A Coventry University scientist has developed a pioneering new way – using samples of beating heart tissue – to test the effect of drugs on the heart without using human or animal trials.
The breakthrough is the work of Dr. Helen Maddock – an expert in cardiovascular physiology and pharmacology from the University's Centre for Applied Biological and Exercise Sciences – and could lead to the lives of hundreds of future patients being saved and the quality of their treatments improved.
Adverse effects of drugs on the cardiovascular system are a major cause of many medical treatments failing, but heart-related side-effects can often only be detected once a drug is being used on patients in clinical trials – by which time it is too late.

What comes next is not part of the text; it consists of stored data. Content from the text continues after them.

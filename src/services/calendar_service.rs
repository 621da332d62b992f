//! Admin calendar tools (blocked dates, per-date prices) and the iCal feed.

use crate::domain::dates_inclusive;
use crate::entities::{BookingStatus, blocked_date_entity, booking_entity, custom_price_entity};
use crate::error::{AppError, AppResult};
use crate::models::{
    BlockDateRangeRequest, BlockDateRequest, BlockedDateResponse, BulkResult, CustomPriceQuery,
    CustomPriceRequest, CustomPriceResponse,
};
use crate::services::room_service::find_room;
use chrono::{DateTime, Duration, NaiveDate, Utc};
use icalendar::{Calendar, Component, Event, EventLike, Property};
use rust_decimal::Decimal;
use sea_orm::sea_query::OnConflict;
use sea_orm::{ColumnTrait, DatabaseConnection, EntityTrait, QueryFilter, QueryOrder, Set};
use uuid::Uuid;

/// Upper bound on dates touched by one range operation
const MAX_RANGE_DAYS: usize = 366;

#[derive(Clone)]
pub struct CalendarService {
    pool: DatabaseConnection,
    site_name: String,
}

fn checked_range(start: NaiveDate, end: NaiveDate) -> AppResult<Vec<NaiveDate>> {
    if start > end {
        return Err(AppError::ValidationError(
            "start_date must not be after end_date".to_string(),
        ));
    }
    let dates = dates_inclusive(start, end);
    if dates.len() > MAX_RANGE_DAYS {
        return Err(AppError::ValidationError(format!(
            "A range can cover at most {MAX_RANGE_DAYS} days"
        )));
    }
    Ok(dates)
}

fn blocked_row(room_id: &str, date: NaiveDate, reason: Option<String>) -> blocked_date_entity::ActiveModel {
    blocked_date_entity::ActiveModel {
        id: Set(Uuid::new_v4()),
        room_id: Set(room_id.to_string()),
        date: Set(date),
        reason: Set(reason),
        created_at: Set(Utc::now()),
    }
}

fn ignore_existing_block() -> OnConflict {
    OnConflict::columns([
        blocked_date_entity::Column::RoomId,
        blocked_date_entity::Column::Date,
    ])
    .do_nothing()
    .to_owned()
}

impl CalendarService {
    pub fn new(pool: DatabaseConnection, site_name: String) -> Self {
        Self { pool, site_name }
    }

    pub async fn list_blocked_dates(&self, room_id: &str) -> AppResult<Vec<BlockedDateResponse>> {
        let rows = blocked_date_entity::Entity::find()
            .filter(blocked_date_entity::Column::RoomId.eq(room_id))
            .order_by_asc(blocked_date_entity::Column::Date)
            .all(&self.pool)
            .await?;
        Ok(rows.into_iter().map(Into::into).collect())
    }

    /// Blocking an already blocked date is a no-op that returns the existing row.
    pub async fn block_date(&self, request: BlockDateRequest) -> AppResult<BlockedDateResponse> {
        find_room(&self.pool, &request.room_id).await?;

        blocked_date_entity::Entity::insert(blocked_row(
            &request.room_id,
            request.date,
            request.reason,
        ))
        .on_conflict(ignore_existing_block())
        .exec_without_returning(&self.pool)
        .await?;

        let row = blocked_date_entity::Entity::find()
            .filter(blocked_date_entity::Column::RoomId.eq(&request.room_id))
            .filter(blocked_date_entity::Column::Date.eq(request.date))
            .one(&self.pool)
            .await?
            .ok_or_else(|| AppError::InternalError("Blocked date vanished after insert".into()))?;
        Ok(row.into())
    }

    pub async fn block_range(&self, request: BlockDateRangeRequest) -> AppResult<BulkResult> {
        let dates = checked_range(request.start_date, request.end_date)?;
        find_room(&self.pool, &request.room_id).await?;

        let rows: Vec<_> = dates
            .iter()
            .map(|date| blocked_row(&request.room_id, *date, request.reason.clone()))
            .collect();
        let inserted = blocked_date_entity::Entity::insert_many(rows)
            .on_conflict(ignore_existing_block())
            .exec_without_returning(&self.pool)
            .await?;

        log::info!(
            "Blocked {inserted} new dates for {} ({}..={})",
            request.room_id,
            request.start_date,
            request.end_date
        );
        Ok(BulkResult { count: inserted })
    }

    pub async fn unblock_date(&self, room_id: &str, date: NaiveDate) -> AppResult<()> {
        let result = blocked_date_entity::Entity::delete_many()
            .filter(blocked_date_entity::Column::RoomId.eq(room_id))
            .filter(blocked_date_entity::Column::Date.eq(date))
            .exec(&self.pool)
            .await?;
        log::info!("Unblocked {room_id} {date} ({} rows)", result.rows_affected);
        Ok(())
    }

    /// Upserts one price row per date of the inclusive range.
    pub async fn set_custom_prices(&self, request: CustomPriceRequest) -> AppResult<BulkResult> {
        if request.price <= Decimal::ZERO {
            return Err(AppError::ValidationError(
                "price must be greater than zero".to_string(),
            ));
        }
        let dates = checked_range(request.start_date, request.end_date)?;
        find_room(&self.pool, &request.room_id).await?;

        let now = Utc::now();
        let rows: Vec<_> = dates
            .iter()
            .map(|date| custom_price_entity::ActiveModel {
                id: Set(Uuid::new_v4()),
                room_id: Set(request.room_id.clone()),
                date: Set(*date),
                price: Set(request.price),
                reason: Set(request.reason.clone()),
                created_at: Set(now),
                updated_at: Set(now),
            })
            .collect();

        custom_price_entity::Entity::insert_many(rows)
            .on_conflict(
                OnConflict::columns([
                    custom_price_entity::Column::RoomId,
                    custom_price_entity::Column::Date,
                ])
                .update_columns([
                    custom_price_entity::Column::Price,
                    custom_price_entity::Column::Reason,
                    custom_price_entity::Column::UpdatedAt,
                ])
                .to_owned(),
            )
            .exec_without_returning(&self.pool)
            .await?;

        log::info!(
            "Set price {} on {} dates for {}",
            request.price,
            dates.len(),
            request.room_id
        );
        Ok(BulkResult {
            count: dates.len() as u64,
        })
    }

    pub async fn list_custom_prices(
        &self,
        room_id: &str,
        query: &CustomPriceQuery,
    ) -> AppResult<Vec<CustomPriceResponse>> {
        let mut select = custom_price_entity::Entity::find()
            .filter(custom_price_entity::Column::RoomId.eq(room_id));
        if let Some(start) = query.start_date {
            select = select.filter(custom_price_entity::Column::Date.gte(start));
        }
        if let Some(end) = query.end_date {
            select = select.filter(custom_price_entity::Column::Date.lte(end));
        }
        let rows = select
            .order_by_asc(custom_price_entity::Column::Date)
            .all(&self.pool)
            .await?;
        Ok(rows.into_iter().map(Into::into).collect())
    }

    pub async fn delete_custom_price(&self, room_id: &str, date: NaiveDate) -> AppResult<()> {
        let result = custom_price_entity::Entity::delete_many()
            .filter(custom_price_entity::Column::RoomId.eq(room_id))
            .filter(custom_price_entity::Column::Date.eq(date))
            .exec(&self.pool)
            .await?;
        if result.rows_affected == 0 {
            return Err(AppError::NotFound(format!(
                "No custom price for {room_id} on {date}"
            )));
        }
        Ok(())
    }

    /// `text/calendar` feed of upcoming occupied nights and blocked dates.
    pub async fn export_ics(&self, room_id: &str) -> AppResult<String> {
        let room = find_room(&self.pool, room_id).await?;
        let today = Utc::now().date_naive();

        let bookings = booking_entity::Entity::find()
            .filter(booking_entity::Column::RoomId.eq(&room.id))
            .filter(booking_entity::Column::Status.is_in(BookingStatus::OCCUPYING))
            .filter(booking_entity::Column::CheckOut.gte(today))
            .order_by_asc(booking_entity::Column::CheckIn)
            .all(&self.pool)
            .await?;
        let blocked = blocked_date_entity::Entity::find()
            .filter(blocked_date_entity::Column::RoomId.eq(&room.id))
            .filter(blocked_date_entity::Column::Date.gte(today))
            .order_by_asc(blocked_date_entity::Column::Date)
            .all(&self.pool)
            .await?;

        let mut events: Vec<IcsEvent> = bookings
            .iter()
            .map(|b| IcsEvent {
                uid: format!("booking-{}", b.id),
                start: b.check_in,
                end: b.check_out,
                summary: "Prenotato / Booked".to_string(),
            })
            .collect();
        events.extend(blocked.iter().map(|b| IcsEvent {
            uid: format!("blocked-{}", b.id),
            start: b.date,
            end: b.date + Duration::days(1),
            summary: "Non disponibile / Unavailable".to_string(),
        }));

        let name = format!("{} - {}", self.site_name, room.name_it);
        Ok(render_ics(&name, &events, Utc::now()))
    }
}

#[derive(Debug, Clone, PartialEq)]
pub struct IcsEvent {
    pub uid: String,
    pub start: NaiveDate,
    /// Exclusive, as in the iCalendar all-day convention
    pub end: NaiveDate,
    pub summary: String,
}

/// Long names are folded onto continuation lines by the serializer.
pub fn render_ics(calendar_name: &str, events: &[IcsEvent], stamp: DateTime<Utc>) -> String {
    let mut calendar = Calendar::new();
    calendar
        .append_property(Property::new("METHOD", "PUBLISH"))
        .name(calendar_name);
    for event in events {
        calendar.push(
            Event::new()
                .uid(&format!("{}@desideridipuglia", event.uid))
                .timestamp(stamp)
                .starts(event.start)
                .ends(event.end)
                .summary(&event.summary)
                .done(),
        );
    }
    calendar.to_string()
}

Dr. Maddock's 'in vitro' technique – which means 'in glass' in reference to it taking place in a laboratory environment rather than in a living organism – uses a specimen of human heart tissue attached to a rig allowing the muscle to be lengthened and shortened whilst being stimulated by an electrical impulse, mimicking the biomechanical performance of cardiac muscle.

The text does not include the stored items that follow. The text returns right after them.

use serde::{Deserialize, Serialize};
use utoipa::ToSchema;

#[derive(Debug, Serialize, Deserialize, ToSchema)]
pub struct ApiResponse<T> {
    pub success: bool,
    #[serde(skip_serializing_if = "Option::is_none")]
    pub data: Option<T>,
    #[serde(skip_serializing_if = "Option::is_none")]
    pub message: Option<String>,
    #[serde(skip_serializing_if = "Option::is_none")]
    pub error: Option<ApiError>,
}

#[derive(Debug, Serialize, Deserialize, ToSchema)]
pub struct ApiError {
    pub code: String,
    pub message: String,
}

impl ApiResponse<()> {
    pub fn message(message: impl Into<String>) -> Self {
        Self {
            success: true,
            data: None,
            message: Some(message.into()),
            error: None,
        }
    }
}

/// Count of rows touched by a bulk admin operation
#[derive(Debug, Serialize, Deserialize, ToSchema)]
pub struct BulkResult {
    pub count: u64,
}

Trial drugs can then be added to the tissue to determine whether or not they have an adverse effect on the force of contraction of the muscle (and therefore of the heart), a test that could only previously be performed 'in vivo' – i.e. on living animals – often with inconclusive results.

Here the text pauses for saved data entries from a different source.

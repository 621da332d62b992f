pub mod code_generator;
pub mod password;
pub mod validation;

pub use code_generator::*;
pub use password::*;
pub use validation::*;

This 'simulated' cardiovascular system – known as a work-loop assay – provides the most realistic model of heart muscle dynamics in the world to date, and opens up unprecedented possibilities for identifying negative effects of drugs early and inexpensively – potentially saving lives and speeding up the development of successful drug treatments.
Dr. Maddock has formed a spin-out company – InoCardia Ltd – from Coventry University to begin implementing her groundbreaking technique in the pharma industry, and it has already received a quarter of a million pound investment from Warwickshire-based technology investment firm Mercia Fund Management.
Dr. Maddock, who spent almost ten years developing the technique, said, "I'm delighted that our research is at a stage where we can confidently say the work-loop assay we've created is the world's only clinically relevant in vitro human model of cardiac contractility. It has the potential to shave years off the development of successful drugs for a range of treatments."
"Both the pharma industry and regulators recognise that existing methods of assessing the contractility of the heart are fraught with problems, so we're incredibly excited to be able to introduce a new way to accurately determine the safety of drugs in respect of the heart without the need to test on humans or animals."
Mark Payton, managing director of Mercia Fund Management, added, "InoCardia benefits from a proprietary approach following many years of investigation by Helen and her team, and offers the potential for early screening of compounds in development without the initial need for extensive animal trials. Through a markedly accelerated drug development process, this will decrease timelines to drug development, and as a consequence greatly reduce the cost of new drug development. The end beneficiary will, of course, be patients receiving novel treatments sooner."
Dr. Maddock and InoCardia Ltd are already in discussions with a multinational biopharmaceutical company with a view to applying the assay in industry.